**WORK REQUEST**
In the data that follows, every line containing the word "match" should be returned.

Data excerpts:
//! Messages shown on station screens.

use std::fmt;
use std::str::FromStr;

use chrono::{DateTime, Utc};
use serde::{Serialize, Serializer};

/// Screen channel a message is published on.
///
/// Upstream documents three channels. Anything else passes through verbatim
/// so that new channels are not lost.
#[derive(Debug, Clone, PartialEq, Eq, Hash)]
pub enum MessageChannel {
    Information,
    Perturbation,
    Commercial,
    Other(String),
}

impl MessageChannel {
    pub fn as_str(&self) -> &str {
        match self {
            MessageChannel::Information => "Information",
            MessageChannel::Perturbation => "Perturbation",
            MessageChannel::Commercial => "Commercial",
            MessageChannel::Other(s) => s,
        }
    }

    /// Map a channel tag as sent by upstream.
    pub fn from_tag(tag: &str) -> Self {
        match tag {
            "Information" => MessageChannel::Information,
            "Perturbation" => MessageChannel::Perturbation,
            "Commercial" => MessageChannel::Commercial,
            other => MessageChannel::Other(other.to_string()),
        }
    }
}

impl fmt::Display for MessageChannel {
    fn fmt(&self, f: &mut fmt::Formatter<'_>) -> fmt::Result {
        f.write_str(self.as_str())
    }
}

impl Serialize for MessageChannel {
    fn serialize<S: Serializer>(&self, serializer: S) -> Result<S::Ok, S::Error> {
        serializer.serialize_str(self.as_str())
    }
}

/// Error returned when a caller names a channel that is not one of the known three.
#[derive(Debug, Clone, PartialEq, Eq, thiserror::Error)]
#[error("unknown message channel: {0}")]
pub struct InvalidChannel(pub String);

/// Strict parse for caller input; only the documented channels are accepted.
impl FromStr for MessageChannel {
    type Err = InvalidChannel;

    fn from_str(s: &str) -> Result<Self, Self::Err> {
        match MessageChannel::from_tag(s) {
            MessageChannel::Other(other) => Err(InvalidChannel(other)),
            known => Ok(known),
        }
    }
}

/// A message displayed on station screens.
#[derive(Debug, Clone, PartialEq, Eq, Serialize)]
#[serde(rename_all = "camelCase")]
pub struct ScreenMessage {
    pub id: String,
    pub channel: MessageChannel,
    pub message: String,
    #[serde(skip_serializing_if = "Option::is_none")]
    pub valid_until: Option<DateTime<Utc>>,
    /// Display names of the referenced lines.
    pub affected_lines: Vec<String>,
    /// `None` when upstream's timestamp could not be parsed.
    pub recorded_at: Option<DateTime<Utc>>,
}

**SOLUTION TO THIS TASK**
        match self {
        match tag {
        match MessageChannel::from_tag(s) {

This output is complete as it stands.